A point-of-care CV pipeline for donor-liver steatosis quantification: microscope capture on Jetson Nano, tiled U-Net segmentation, and on-device percent-steatosis scoring with strong cloud-level agreement (r = 0.9399).
Overview
The system runs on Ubuntu/Jetson Nano using Python, TensorFlow, OpenCV, and Argus API for camera ingestion. It captures biopsy images at 1080 x 720, applies quality/background filtering, tiles frames into 256 x 256 patches, performs U-Net inference, and aggregates per-pixel fat masks into a final steatosis percentage.
Validation (Frontiers 2023)
In the Frontiers in Transplantation brief report (full article), device-based scores on 33 donor-liver biopsy slides showed strong correlation with prior cloud analysis (r = 0.9399), demonstrating that near-real-time steatosis assessment can be performed offline at the donor site.
Some Features:
- Hardware: Jetson Nano GPU + 12.3 MP IMX477 microscope camera in a portable 3D-printed form factor.
- Segmentation Pipeline: Compressed U-Net inference on 256 x 256 tiles with per-pixel fat-vacuole masking.

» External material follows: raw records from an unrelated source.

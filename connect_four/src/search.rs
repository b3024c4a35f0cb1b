//! Computer opponent

use crate::board::{Board, Disc, Window, COLUMNS};

use log::debug;
use rand_core::{RngCore, SeedableRng};
use rand_xoshiro::Xoshiro256PlusPlus;

/// Score of a position won by the computer
pub const WIN_SCORE: i64 = 100_000_000_000_000;

/// Score of a position won by the player
pub const LOSS_SCORE: i64 = -10_000_000_000_000;

pub const DEFAULT_DEPTH: u8 = 4;

/// Bonus for each disc in the center column
pub const CENTER_BONUS: i64 = 6;

fn score_window(w: &Window, disc: Disc) -> i64 {
    let own = w.iter().filter(|&&cell| cell == Some(disc)).count();
    let opp = w.iter().filter(|&&cell| cell == Some(disc.inv())).count();
    let empty = w.iter().filter(|cell| cell.is_none()).count();

    let mut score = match (own, empty) {
        (4, _) => 100,
        (3, 1) => 10,
        (2, 2) => 5,
        _ => 0,
    };
    if opp == 3 && empty == 1 {
        score -= 80;
    }
    score
}

/// Heuristic score of a non-terminal position from the point of view of `disc`
pub fn score_position(b: &Board, disc: Disc) -> i64 {
    let center = b.column(COLUMNS / 2).map_or(0, |cells| {
        cells.iter().filter(|&&cell| cell == Some(disc)).count()
    }) as i64;
    center * CENTER_BONUS + b.windows().map(|w| score_window(&w, disc)).sum::<i64>()
}

/// Alpha-beta player for [`Disc::Computer`]
///
/// At each node, the best column starts as a random valid column, so the search depends on
/// the random generator. The generator is seeded explicitly, which makes the results
/// reproducible.
pub struct Ai {
    rng: Xoshiro256PlusPlus,
    depth: u8,
    nodes: u64,
}

impl Ai {
    /// Creates a player with default depth, with its random generator seeded by `seed`
    pub fn new(seed: u64) -> Ai {
        Ai {
            rng: Xoshiro256PlusPlus::seed_from_u64(seed),
            depth: DEFAULT_DEPTH,
            nodes: 0,
        }
    }

    pub fn with_depth(self, depth: u8) -> Ai {
        Ai { depth, ..self }
    }

    #[inline]
    pub fn depth(&self) -> u8 {
        self.depth
    }

    #[inline]
    pub fn nodes(&self) -> u64 {
        self.nodes
    }

    fn random_choice(&mut self, cols: &[usize]) -> usize {
        cols[(self.rng.next_u64() % cols.len() as u64) as usize]
    }

    /// Searches `depth` plies ahead and returns the best column with its score
    ///
    /// The computer maximizes the score, and the player minimizes it. The column is `None` if
    /// the node is terminal or `depth` is zero.
    pub fn search(
        &mut self,
        b: &Board,
        depth: u8,
        mut alpha: i64,
        mut beta: i64,
        maximizing: bool,
    ) -> (Option<usize>, i64) {
        self.nodes += 1;
        if b.is_winning(Disc::Computer) {
            return (None, WIN_SCORE);
        }
        if b.is_winning(Disc::Player) {
            return (None, LOSS_SCORE);
        }
        let valid = b.valid_locations();
        if valid.is_empty() {
            return (None, 0);
        }
        if depth == 0 {
            return (None, score_position(b, Disc::Computer));
        }

        let disc = if maximizing {
            Disc::Computer
        } else {
            Disc::Player
        };
        let mut best_col = self.random_choice(&valid);
        let mut value = if maximizing { i64::MIN } else { i64::MAX };
        for &col in &valid {
            let mut child = *b;
            if child.drop(col, disc).is_err() {
                continue;
            }
            let (_, score) = self.search(&child, depth - 1, alpha, beta, !maximizing);
            if maximizing {
                if score > value {
                    value = score;
                    best_col = col;
                }
                alpha = alpha.max(value);
            } else {
                if score < value {
                    value = score;
                    best_col = col;
                }
                beta = beta.min(value);
            }
            if alpha >= beta {
                break;
            }
        }
        (Some(best_col), value)
    }

    /// Returns the column the computer plays, or `None` if the game is over
    pub fn best_column(&mut self, b: &Board) -> Option<usize> {
        let start = self.nodes;
        let (col, score) = self.search(b, self.depth, i64::MIN, i64::MAX, true);
        debug!(
            "connect four: depth {}, nodes {}, score {}, column {:?}",
            self.depth,
            self.nodes - start,
            score,
            col
        );
        col
    }
}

- Quantification Logic: Automated artifact/background filtering and averaged steatosis scoring across sampled fields.
- Deployment Model: Offline on-device inference for low-connectivity settings, with optional cloud upload for downstream analysis.
- Empirical Validation: Device and cloud outputs were strongly correlated on 33 slides (r = 0.9399).